Data records:

——————

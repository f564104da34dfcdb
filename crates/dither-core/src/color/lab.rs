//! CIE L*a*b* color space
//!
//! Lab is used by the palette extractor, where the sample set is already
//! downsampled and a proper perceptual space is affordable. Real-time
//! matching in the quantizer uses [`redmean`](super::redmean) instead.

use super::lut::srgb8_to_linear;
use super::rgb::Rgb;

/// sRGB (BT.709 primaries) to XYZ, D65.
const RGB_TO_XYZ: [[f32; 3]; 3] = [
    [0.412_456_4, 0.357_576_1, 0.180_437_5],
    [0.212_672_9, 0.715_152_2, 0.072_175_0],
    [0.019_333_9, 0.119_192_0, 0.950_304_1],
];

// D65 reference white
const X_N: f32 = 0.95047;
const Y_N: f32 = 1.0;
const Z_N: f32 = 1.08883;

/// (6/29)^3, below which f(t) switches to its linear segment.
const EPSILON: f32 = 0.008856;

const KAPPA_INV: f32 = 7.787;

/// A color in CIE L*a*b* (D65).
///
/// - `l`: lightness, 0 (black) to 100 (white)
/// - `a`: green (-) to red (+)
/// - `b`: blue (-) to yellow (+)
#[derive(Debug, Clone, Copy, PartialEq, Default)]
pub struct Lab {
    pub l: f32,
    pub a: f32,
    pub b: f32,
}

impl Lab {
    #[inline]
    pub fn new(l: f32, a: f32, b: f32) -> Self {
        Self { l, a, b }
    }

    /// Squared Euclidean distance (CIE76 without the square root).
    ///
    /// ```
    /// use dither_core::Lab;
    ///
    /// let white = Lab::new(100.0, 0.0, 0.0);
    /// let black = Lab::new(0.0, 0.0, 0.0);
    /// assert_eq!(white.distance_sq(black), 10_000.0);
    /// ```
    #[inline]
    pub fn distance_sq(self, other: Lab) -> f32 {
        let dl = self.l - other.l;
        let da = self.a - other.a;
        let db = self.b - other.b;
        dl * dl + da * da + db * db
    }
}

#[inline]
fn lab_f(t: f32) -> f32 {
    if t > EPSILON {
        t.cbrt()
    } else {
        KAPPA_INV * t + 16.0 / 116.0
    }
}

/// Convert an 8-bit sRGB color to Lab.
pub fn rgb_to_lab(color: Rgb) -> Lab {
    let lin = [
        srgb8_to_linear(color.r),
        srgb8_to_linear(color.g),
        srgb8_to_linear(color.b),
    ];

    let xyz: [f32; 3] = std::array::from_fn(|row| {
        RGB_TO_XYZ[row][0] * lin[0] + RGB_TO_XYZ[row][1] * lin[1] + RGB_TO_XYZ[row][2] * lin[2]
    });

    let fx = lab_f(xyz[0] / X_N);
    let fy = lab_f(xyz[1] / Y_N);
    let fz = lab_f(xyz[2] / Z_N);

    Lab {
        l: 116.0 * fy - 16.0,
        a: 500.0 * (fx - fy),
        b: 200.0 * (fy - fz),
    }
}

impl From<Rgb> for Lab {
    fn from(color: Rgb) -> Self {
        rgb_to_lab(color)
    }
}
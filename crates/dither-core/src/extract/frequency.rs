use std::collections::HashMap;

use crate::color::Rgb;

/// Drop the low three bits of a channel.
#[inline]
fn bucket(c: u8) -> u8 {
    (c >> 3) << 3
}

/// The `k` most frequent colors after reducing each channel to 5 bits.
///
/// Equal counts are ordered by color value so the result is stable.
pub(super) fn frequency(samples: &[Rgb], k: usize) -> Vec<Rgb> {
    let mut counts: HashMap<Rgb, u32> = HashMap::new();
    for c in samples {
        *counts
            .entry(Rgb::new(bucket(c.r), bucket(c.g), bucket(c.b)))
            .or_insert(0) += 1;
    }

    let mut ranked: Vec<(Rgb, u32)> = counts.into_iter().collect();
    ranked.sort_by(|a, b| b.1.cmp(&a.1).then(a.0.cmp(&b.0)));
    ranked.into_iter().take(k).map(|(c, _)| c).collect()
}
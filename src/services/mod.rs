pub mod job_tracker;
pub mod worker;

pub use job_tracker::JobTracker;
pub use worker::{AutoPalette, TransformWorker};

——————

Exercise aim:
Give again, word for word, every line of the listing above from the one with "const Z_N: f32 = 1.08883;" to the one with "to yellow (+)", both inclusive, and nothing beyond them.

Task output:
const Z_N: f32 = 1.08883;

/// (6/29)^3, below which f(t) switches to its linear segment.
const EPSILON: f32 = 0.008856;

const KAPPA_INV: f32 = 7.787;

/// A color in CIE L*a*b* (D65).
///
/// - `l`: lightness, 0 (black) to 100 (white)
/// - `a`: green (-) to red (+)
/// - `b`: blue (-) to yellow (+)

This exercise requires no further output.